South Africa Defends DDT Use to Fight Malaria
Updated 11:31 AM ET December 7, 2000
JOHANNESBURG (Reuters) - South Africa said on Thursday it needed to keep using DDT to fight a growing threat from the lethal, mosquito-borne disease malaria.
South Africa is hosting U.N.-sponsored talks aimed at curbing or eliminating 12 persistent organic pollutants (POPs) including DDT, which has been used since World War II to protect people from malaria.
"It is South Africa's position that DDT needs to be used for health usage only," the South African delegation said in a statement.
"This view has received widespread support from the conference and we believe that this is a move that puts people first," it said.
"The extent of its (DDT's) usefulness has been demonstrated by a successful malaria-spraying program in southern Africa resulting in the saving of millions of lives."
Thirty-four countries have banned DDT while 34 others severely restrict its use.
Short-term effects of the chemical on humans are limited, but long-term exposures have
been associated with chronic health problems.
South Africa says that in 1996, under international pressure, it switched from the use of
DDT for public health to a bio-degradable synthetic called pyrethroid.
Malaria cases have been on the rise since and one malaria carrying mosquito which was
eradicated in South Africa after 50 years of house spraying with DDT has returned. It has
proven to be resistant to pyrethroid.
In the country's KwaZulu-Natal province, the number of reported malaria cases has risen
from just under 10,000 in 1996 to around 40,000 last year.
"The main problem facing us is the development of alternatives," Professor Henk Bouwman, a DDT expert who is part of the South African delegation at the talks, told a news briefing.
"Any alternatives that we do use should be as safe or safer than DDT, be economically viable and be just as effective at fighting malaria," he said.

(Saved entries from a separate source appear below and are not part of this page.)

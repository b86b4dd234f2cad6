use std::collections::HashMap;

use tracing::{debug, warn};

use crate::{
    context::Context,
    deferred::DeferredSet,
    error::{Error, Result},
    event::{EventHub, Observable},
    id::ElementId,
    key::RemoteKey,
    scene::{EventOutcome, Scene, SceneContext, SceneState},
};

/// Triggered on the router hub after every completed transition.
pub const CHANGE: &str = "change";

/// Arguments for the router `change` event.
#[derive(Debug, Clone, PartialEq, Eq)]
pub struct RouteChange {
    /// The scene that was active before the transition.
    pub from: Option<String>,
    /// The scene that is active now.
    pub to: String,
}

/// Router behaviour switches.
#[derive(Debug, Clone, Default)]
pub struct RouterConfig {
    /// Reject a scene's outstanding operations whenever it is deactivated.
    pub cancel_on_leave: bool,
}

/// A registered scene and its lifecycle bookkeeping.
struct Slot {
    /// The scene behaviour.
    scene: Box<dyn Scene>,
    /// Lifecycle state.
    state: SceneState,
    /// Root container, once created.
    root: Option<ElementId>,
    /// Operations started on behalf of the scene.
    deferreds: DeferredSet,
    /// Has the scene been told about a language yet?
    lang_seen: bool,
}

/// Owns the registered scenes, the active scene and the history stack.
#[derive(Default)]
pub struct SceneRouter {
    /// Scenes by name.
    slots: HashMap<String, Slot>,
    /// Registration order, for deterministic broadcast.
    order: Vec<String>,
    /// The active scene.
    current: Option<String>,
    /// Names of scenes left by forward transitions, oldest first.
    history: Vec<String>,
    /// Behaviour switches.
    config: RouterConfig,
    /// Router events.
    events: EventHub<RouteChange>,
}

impl Observable<RouteChange> for SceneRouter {
    fn events(&self) -> &EventHub<RouteChange> {
        &self.events
    }
}

impl SceneRouter {
    /// Construct an empty router.
    pub fn new(config: RouterConfig) -> Self {
        Self {
            config,
            ..Default::default()
        }
    }

    /// Register a scene without creating or activating it.
    pub fn add_scene(&mut self, name: &str, scene: impl Into<Box<dyn Scene>>) -> Result<()> {
        if self.slots.contains_key(name) {
            return Err(Error::DuplicateScene(name.to_string()));
        }
        self.slots.insert(
            name.to_string(),
            Slot {
                scene: scene.into(),
                state: SceneState::Uncreated,
                root: None,
                deferreds: DeferredSet::new(),
                lang_seen: false,
            },
        );
        self.order.push(name.to_string());
        Ok(())
    }

    /// The active scene.
    pub fn current(&self) -> Option<&str> {
        self.current.as_deref()
    }

    /// The history stack, oldest first.
    pub fn history(&self) -> &[String] {
        &self.history
    }

    /// Registered scene names in registration order.
    pub fn names(&self) -> &[String] {
        &self.order
    }

    /// Lifecycle state of a registered scene.
    pub fn state(&self, name: &str) -> Option<SceneState> {
        self.slots.get(name).map(|s| s.state)
    }

    /// Root container of a created scene.
    pub fn root(&self, name: &str) -> Option<ElementId> {
        self.slots.get(name).and_then(|s| s.root)
    }

    /// The behaviour switches.
    pub fn config(&self) -> &RouterConfig {
        &self.config
    }

    /// Number of operations still pending for a scene.
    pub fn pending(&self, name: &str) -> usize {
        self.slots.get(name).map_or(0, |s| s.deferreds.len())
    }

    /// Reject every outstanding operation of a scene. Returns the number
    /// rejected.
    pub fn reject_all(&self, name: &str) -> usize {
        self.slots.get(name).map_or(0, |s| s.deferreds.reject_all())
    }

    /// Activate the named scene, creating it on first visit. The scene being
    /// left is pushed onto history. Unknown names are logged and return
    /// `false`; the active scene is left alone.
    pub fn go(&mut self, ctx: &Context, name: &str) -> Result<bool> {
        if !self.slots.contains_key(name) {
            warn!("go: no scene named {name:?}");
            return Ok(false);
        }
        self.transition(ctx, name, true)
    }

    /// Return to the most recent scene in history without recording the
    /// scene being left. With empty history the application is asked to
    /// exit and `false` is returned.
    pub fn go_back(&mut self, ctx: &Context) -> Result<bool> {
        match self.history.pop() {
            Some(name) => {
                let moved = self.transition(ctx, &name, false);
                if moved.is_err() {
                    self.history.push(name);
                }
                moved
            }
            None => {
                debug!("history empty, requesting exit");
                ctx.request_exit();
                Ok(false)
            }
        }
    }

    /// Tell every created scene that the language changed.
    pub fn lang_change(&mut self, ctx: &Context, lang: &str) -> Result<()> {
        for name in &self.order {
            let Some(slot) = self.slots.get_mut(name) else {
                continue;
            };
            let Some(root) = slot.root else {
                continue;
            };
            let first_time = !slot.lang_seen;
            slot.lang_seen = true;
            let sc = SceneContext::new(ctx, name, root, &slot.deferreds);
            slot.scene.on_lang_change(&sc, first_time, lang)?;
        }
        Ok(())
    }

    /// Route a key to the active scene: arrows to `navigate`, OK to
    /// `on_enter`, back to `on_return`, anything else to `on_key`.
    pub fn dispatch_key(&mut self, ctx: &Context, key: RemoteKey) -> Result<EventOutcome> {
        let Some(name) = self.current.clone() else {
            return Ok(EventOutcome::Ignore);
        };
        let slot = self.slot_mut(&name)?;
        let root = slot.root.ok_or_else(|| Error::Internal(format!("{name} has no root")))?;
        let sc = SceneContext::new(ctx, &name, root, &slot.deferreds);
        match key {
            RemoteKey::Enter => slot.scene.on_enter(&sc, ctx.focus().focused(), key),
            RemoteKey::Return => slot.scene.on_return(&sc),
            k => match k.direction() {
                Some(dir) => slot.scene.navigate(&sc, dir),
                None => slot.scene.on_key(&sc, k),
            },
        }
    }

    /// Focus `el` and hand it to the active scene's `on_click`. Elements
    /// outside the active scene are ignored.
    pub fn click(&mut self, ctx: &Context, el: ElementId) -> Result<EventOutcome> {
        let Some(name) = self.current.clone() else {
            return Ok(EventOutcome::Ignore);
        };
        let slot = self.slot_mut(&name)?;
        let root = slot.root.ok_or_else(|| Error::Internal(format!("{name} has no root")))?;
        if !ctx.tree().is_descendant(el, root) {
            return Ok(EventOutcome::Ignore);
        }
        ctx.focus().to(el);
        let sc = SceneContext::new(ctx, &name, root, &slot.deferreds);
        slot.scene.on_click(&sc, el)
    }

    /// Look up a slot that must exist.
    fn slot_mut(&mut self, name: &str) -> Result<&mut Slot> {
        self.slots
            .get_mut(name)
            .ok_or_else(|| Error::UnknownScene(name.to_string()))
    }

    /// Move from the active scene to `name`. If the target fails to
    /// activate, the scene being left is shown again and stays current.
    fn transition(&mut self, ctx: &Context, name: &str, record: bool) -> Result<bool> {
        if self.current.as_deref() == Some(name) {
            return Ok(true);
        }
        self.ensure_created(ctx, name)?;
        let from = self.current.clone();
        if let Some(prev) = &from {
            self.deactivate(ctx, prev)?;
        }
        if let Err(e) = self.activate(ctx, name) {
            warn!("scene {name} failed to activate: {e}");
            self.restore(ctx, name, from.as_deref());
            return Err(e);
        }
        if record && let Some(prev) = &from {
            self.history.push(prev.clone());
        }
        self.current = Some(name.to_string());
        debug!("scene {from:?} -> {name}");
        self.events.trigger(
            CHANGE,
            &RouteChange {
                from,
                to: name.to_string(),
            },
        );
        Ok(true)
    }

    /// Undo a failed activation of `failed`: hide it again and bring back
    /// `from`. Errors while bringing `from` back are logged.
    fn restore(&mut self, ctx: &Context, failed: &str, from: Option<&str>) {
        if let Ok(slot) = self.slot_mut(failed) {
            slot.state = SceneState::Inactive;
            if let Some(root) = slot.root {
                if ctx.focus().is_in(root) {
                    ctx.focus().blur_current();
                }
                if let Err(e) = ctx.tree_mut().set_hidden(root, true) {
                    warn!("scene {failed}: hiding after failure: {e}");
                }
            }
        }
        if let Some(prev) = from
            && let Err(e) = self.activate(ctx, prev)
        {
            warn!("scene {prev}: reactivation failed: {e}");
        }
    }

    /// Build and initialize a scene on its first visit.
    fn ensure_created(&mut self, ctx: &Context, name: &str) -> Result<()> {
        let slot = self.slot_mut(name)?;
        if slot.state != SceneState::Uncreated {
            return Ok(());
        }
        let root = {
            let mut tree = ctx.tree_mut();
            let parent = tree.root();
            let root = slot.scene.create(&mut tree, parent, name)?;
            tree.set_hidden(root, true)?;
            root
        };
        slot.root = Some(root);
        slot.state = SceneState::Created;
        debug!("scene {name} created");
        let sc = SceneContext::new(ctx, name, root, &slot.deferreds);
        slot.scene
            .init(&sc)
            .map_err(|e| Error::Scene(format!("{name}: init failed: {e}")))?;
        if let Some(lang) = ctx.lang() {
            slot.lang_seen = true;
            slot.scene.on_lang_change(&sc, true, &lang)?;
        }
        Ok(())
    }

    /// Hide a scene, moving focus out of it.
    fn deactivate(&mut self, ctx: &Context, name: &str) -> Result<()> {
        let cancel = self.config.cancel_on_leave;
        let slot = self.slot_mut(name)?;
        let root = slot.root.ok_or_else(|| Error::Internal(format!("{name} has no root")))?;
        let sc = SceneContext::new(ctx, name, root, &slot.deferreds);
        slot.scene.deactivate(&sc)?;
        slot.state = SceneState::Inactive;
        if ctx.focus().is_in(root) {
            ctx.focus().blur_current();
        }
        ctx.tree_mut().set_hidden(root, true)?;
        if cancel {
            let n = slot.deferreds.reject_all();
            if n > 0 {
                debug!("scene {name}: rejected {n} pending operations");
            }
        }
        Ok(())
    }

    /// Show a scene, render it and place focus.
    fn activate(&mut self, ctx: &Context, name: &str) -> Result<()> {
        let slot = self.slot_mut(name)?;
        let root = slot.root.ok_or_else(|| Error::Internal(format!("{name} has no root")))?;
        ctx.tree_mut().set_hidden(root, false)?;
        slot.state = SceneState::Active;
        let sc = SceneContext::new(ctx, name, root, &slot.deferreds);
        slot.scene.activate(&sc)?;
        slot.scene.render(&sc)?;
        slot.scene.focus(&sc)?;
        Ok(())
    }
}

He said that South Africa is now phasing DDT back in after consultations with the World Health Organization, malaria specialists and communities in malaria areas.
Malaria remains a lethal force on the world's poorest continent, killing around one million Africans each year.
Delegates at the conference said there was a growing consensus that DDT and PCBs
needed to be placed under an annex calling for restrictive use while most or all of the other
10 POPs under discussion will likely be slated for elimination.